Les « interceptions de sécurité » (du nom donné aux écoutes téléphoniques effectuées au profit des services de renseignement), les géolocalisations et demandes d'accès aux données de connexion, doivent ainsi être effectuées dans les locaux du GIC.

Ce faisant, la Commission nationale de contrôle des techniques de renseignement (CNCTR), l'autorité administrative indépendante chargée d'autoriser les demandes émanant des services français, peut également les contrôler, a posteriori.

Mais tel n'est pas le cas des caméras, micros et (surtout) logiciels espion de « captations de données informatiques ». Ils sont introduits lors de « visites domiciliaires » voire, pour certains chevaux de Troie, installés à distance, et ne sont pas centralisés au GIC, échappant donc au contrôle de la CNCTR.

4260 « captations de données informatiques » en 2022

Au printemps 2023, la CNCTR s'était en outre « ouvertement alarmée du décrochage entre l'augmentation, constante, du volume des données collectées par ces derniers et sa propre capacité à s'assurer de la légalité de ces récoltes », rappelle Libé.

« La commission est dépourvue des moyens de contrôle optimisés s'agissant des techniques les plus attentatoires à la vie privée ou permettant le recueil d'un volume important de données », déplorait la CNCTR dans son rapport annuel, publié mi-juin 2023.

La CNCTR déplorait de ne pouvoir les contrôler que dans les seuls locaux de la DGSI et de la DGSE, et dans un temps « nécessairement limité », soulignent nos confrères. Or, depuis 2018, les demandes de « captations de données informatiques » émanant des services de renseignement « ont augmenté de 38 %, pour atteindre un peu plus de 4 200 en 2022 ».
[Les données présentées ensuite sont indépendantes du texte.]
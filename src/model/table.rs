use std::fmt;

use super::value::{CellValue, ColumnType};

#[derive(Debug, Clone, Copy, PartialEq, Eq, Hash, PartialOrd, Ord)]
pub struct TableId(pub(crate) u64);

#[derive(Debug, Clone, Copy, PartialEq, Eq, Hash, PartialOrd, Ord)]
pub struct ColumnId(pub(crate) u64);

/// Identity of a row, stable while other rows come and go.
#[derive(Debug, Clone, Copy, PartialEq, Eq, Hash, PartialOrd, Ord)]
pub struct RowId(pub(crate) u64);

impl fmt::Display for TableId {
    fn fmt(&self, f: &mut fmt::Formatter<'_>) -> fmt::Result {
        write!(f, "t{}", self.0)
    }
}

impl fmt::Display for ColumnId {
    fn fmt(&self, f: &mut fmt::Formatter<'_>) -> fmt::Result {
        write!(f, "c{}", self.0)
    }
}

impl fmt::Display for RowId {
    fn fmt(&self, f: &mut fmt::Formatter<'_>) -> fmt::Result {
        write!(f, "r{}", self.0)
    }
}

/// A column and the cells it holds, one per table row.
#[derive(Debug, Clone, PartialEq, Eq)]
pub struct Column {
    id: ColumnId,
    name: String,
    column_type: ColumnType,
    allows_blanks: bool,
    default_value: CellValue,
    cells: Vec<CellValue>,
}

impl Column {
    /// A fresh String column that allows blanks and defaults to "x".
    pub(crate) fn new(id: ColumnId, name: String, rows: usize) -> Self {
        let default_value = CellValue::Text("x".to_string());
        Self {
            id,
            name,
            column_type: ColumnType::String,
            allows_blanks: true,
            cells: vec![default_value.clone(); rows],
            default_value,
        }
    }

    pub fn id(&self) -> ColumnId {
        self.id
    }

    pub fn name(&self) -> &str {
        &self.name
    }

    pub fn column_type(&self) -> ColumnType {
        self.column_type
    }

    pub fn allows_blanks(&self) -> bool {
        self.allows_blanks
    }

    pub fn default_value(&self) -> &CellValue {
        &self.default_value
    }

    pub fn cells(&self) -> &[CellValue] {
        &self.cells
    }

    pub fn cell(&self, row: usize) -> Option<&CellValue> {
        self.cells.get(row)
    }

    pub fn has_blanks(&self) -> bool {
        self.default_value.is_blank() || self.cells.iter().any(CellValue::is_blank)
    }

    /// Copy of this column switched to `ty`. Cells whose text does not parse
    /// under the new type take the new type's fallback value.
    pub(crate) fn converted_to(&self, ty: ColumnType) -> Column {
        let fallback = ty.fallback_value(self.allows_blanks);
        let convert = |value: &CellValue| {
            value
                .convert(ty, self.allows_blanks)
                .unwrap_or_else(|| fallback.clone())
        };
        Column {
            id: self.id,
            name: self.name.clone(),
            column_type: ty,
            allows_blanks: self.allows_blanks,
            default_value: fallback.clone(),
            cells: self.cells.iter().map(convert).collect(),
        }
    }

    pub(crate) fn set_name(&mut self, name: String) -> String {
        std::mem::replace(&mut self.name, name)
    }

    pub(crate) fn set_allows_blanks(&mut self, allows: bool) {
        self.allows_blanks = allows;
    }

    pub(crate) fn set_default_value(&mut self, value: CellValue) -> CellValue {
        std::mem::replace(&mut self.default_value, value)
    }

    pub(crate) fn set_cell(&mut self, row: usize, value: CellValue) -> Option<CellValue> {
        self.cells
            .get_mut(row)
            .map(|cell| std::mem::replace(cell, value))
    }
}

/// A named table. Every column holds exactly one cell per entry of
/// `rows`, which gives each position its stable id.
#[derive(Debug, Clone, PartialEq, Eq)]
pub struct Table {
    id: TableId,
    name: String,
    columns: Vec<Column>,
    rows: Vec<RowId>,
}

impl Table {
    pub(crate) fn new(id: TableId, name: String) -> Self {
        Self {
            id,
            name,
            columns: Vec::new(),
            rows: Vec::new(),
        }
    }

    pub fn id(&self) -> TableId {
        self.id
    }

    pub fn name(&self) -> &str {
        &self.name
    }

    pub fn columns(&self) -> &[Column] {
        &self.columns
    }

    pub fn column(&self, id: ColumnId) -> Option<&Column> {
        self.columns.iter().find(|c| c.id == id)
    }

    pub fn column_index(&self, id: ColumnId) -> Option<usize> {
        self.columns.iter().position(|c| c.id == id)
    }

    pub fn row_count(&self) -> usize {
        self.rows.len()
    }

    pub fn row_ids(&self) -> &[RowId] {
        &self.rows
    }

    pub fn row_id(&self, index: usize) -> Option<RowId> {
        self.rows.get(index).copied()
    }

    /// Current position of a row.
    pub fn row_index(&self, id: RowId) -> Option<usize> {
        self.rows.iter().position(|r| *r == id)
    }

    /// Values of every column for one row, in column order.
    pub fn row(&self, row: usize) -> Option<Vec<CellValue>> {
        if row >= self.row_count() {
            return None;
        }
        Some(self.columns.iter().map(|c| c.cells[row].clone()).collect())
    }

    /// Smallest `Column<n>` not used by this table.
    pub fn unique_column_name(&self) -> String {
        (0..)
            .map(|n| format!("Column{}", n))
            .find(|name| self.columns.iter().all(|c| c.name != *name))
            .unwrap_or_default()
    }

    /// Row of column defaults, in column order.
    pub fn default_row(&self) -> Vec<CellValue> {
        self.columns
            .iter()
            .map(|c| c.default_value.clone())
            .collect()
    }

    pub(crate) fn column_mut(&mut self, id: ColumnId) -> Option<&mut Column> {
        self.columns.iter_mut().find(|c| c.id == id)
    }

    pub(crate) fn set_name(&mut self, name: String) -> String {
        std::mem::replace(&mut self.name, name)
    }

    pub(crate) fn insert_column(&mut self, index: usize, column: Column) -> bool {
        if index > self.columns.len() || column.cells.len() != self.row_count() {
            return false;
        }
        self.columns.insert(index, column);
        true
    }

    pub(crate) fn remove_column(&mut self, id: ColumnId) -> Option<Column> {
        let index = self.column_index(id)?;
        Some(self.columns.remove(index))
    }

    /// Swap a column for another with the same id, keeping its position.
    pub(crate) fn replace_column(&mut self, column: Column) -> bool {
        match self.column_mut(column.id) {
            Some(slot) if column.cells.len() == slot.cells.len() => {
                *slot = column;
                true
            }
            _ => false,
        }
    }

    pub(crate) fn insert_row(&mut self, index: usize, id: RowId, values: &[CellValue]) -> bool {
        if index > self.row_count()
            || values.len() != self.columns.len()
            || self.row_index(id).is_some()
        {
            return false;
        }
        for (column, value) in self.columns.iter_mut().zip(values) {
            column.cells.insert(index, value.clone());
        }
        self.rows.insert(index, id);
        true
    }

    pub(crate) fn remove_row(&mut self, index: usize) -> Option<(RowId, Vec<CellValue>)> {
        if index >= self.row_count() {
            return None;
        }
        let id = self.rows.remove(index);
        let values = self
            .columns
            .iter_mut()
            .map(|c| c.cells.remove(index))
            .collect();
        Some((id, values))
    }
}

#[cfg(test)]
mod tests {
    use super::*;

    fn table_with_rows(rows: usize) -> Table {
        let mut table = Table::new(TableId(0), "Table0".to_string());
        for id in 0..rows {
            assert!(table.insert_row(table.row_count(), RowId(id as u64), &[]));
        }
        table
    }

    #[test]
    fn test_new_column_fills_existing_rows() {
        let mut table = table_with_rows(3);
        let column = Column::new(ColumnId(1), table.unique_column_name(), table.row_count());
        assert!(table.insert_column(0, column));

        let column = &table.columns()[0];
        assert_eq!(column.name(), "Column0");
        assert_eq!(column.cells().len(), 3);
        assert!(column.cells().iter().all(|c| c.to_string() == "x"));
    }

    #[test]
    fn test_insert_column_rejects_wrong_height() {
        let mut table = table_with_rows(2);
        let column = Column::new(ColumnId(1), "Column0".to_string(), 5);
        assert!(!table.insert_column(0, column));
        assert!(table.columns().is_empty());
    }

    #[test]
    fn test_unique_column_name_reuses_gaps() {
        let mut table = table_with_rows(0);
        for id in 0..3 {
            let name = table.unique_column_name();
            assert!(table.insert_column(id as usize, Column::new(ColumnId(id), name, 0)));
        }
        table.remove_column(ColumnId(1));
        assert_eq!(table.unique_column_name(), "Column1");
    }

    #[test]
    fn test_remove_row_returns_values() {
        let mut table = table_with_rows(0);
        table.insert_column(0, Column::new(ColumnId(0), "a".to_string(), 0));
        table.insert_row(0, RowId(10), &[CellValue::Text("first".to_string())]);
        table.insert_row(1, RowId(11), &[CellValue::Text("second".to_string())]);

        let removed = table.remove_row(0).unwrap();
        assert_eq!(removed, (RowId(10), vec![CellValue::Text("first".to_string())]));
        assert_eq!(table.row_count(), 1);
        assert_eq!(table.remove_row(4), None);
    }

    #[test]
    fn test_row_ids_follow_their_rows() {
        let mut table = table_with_rows(3);
        assert_eq!(table.row_index(RowId(2)), Some(2));

        table.remove_row(0);
        assert_eq!(table.row_index(RowId(2)), Some(1));
        assert_eq!(table.row_index(RowId(0)), None);
        assert_eq!(table.row_id(0), Some(RowId(1)));

        // An id already present cannot be inserted twice.
        assert!(!table.insert_row(0, RowId(1), &[]));
        assert!(table.insert_row(0, RowId(0), &[]));
        assert_eq!(table.row_ids(), &[RowId(0), RowId(1), RowId(2)]);
    }

    #[test]
    fn test_converted_column_uses_fallback() {
        let mut column = Column::new(ColumnId(0), "n".to_string(), 2);
        column.set_cell(1, CellValue::Text("7".to_string()));

        let converted = column.converted_to(ColumnType::Integer);
        assert_eq!(converted.column_type(), ColumnType::Integer);
        assert_eq!(converted.cells()[0], CellValue::Integer(0));
        assert_eq!(converted.cells()[1], CellValue::Integer(7));
        assert_eq!(converted.default_value(), &CellValue::Integer(0));
    }
}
La CNCTR déplorait en outre un manque de vision d’ensemble sur « la cartographie des flux de données exploitées ». Elle plaidait un renforcement de ses pouvoirs, au motif que « si le contrôle de la CNCTR ne progresse pas, cela signifie qu’il s’affaiblit. Il ne saurait donc demeurer figé dans ses modalités ».

La DGSE avait réussi, comme nous l'avions raconté, à bloquer une précédente tentative législative visant à permettre à la CNCTR, via la loi de programmation militaire, un accès « permanent, complet, direct et immédiat » à ces techniques de renseignement.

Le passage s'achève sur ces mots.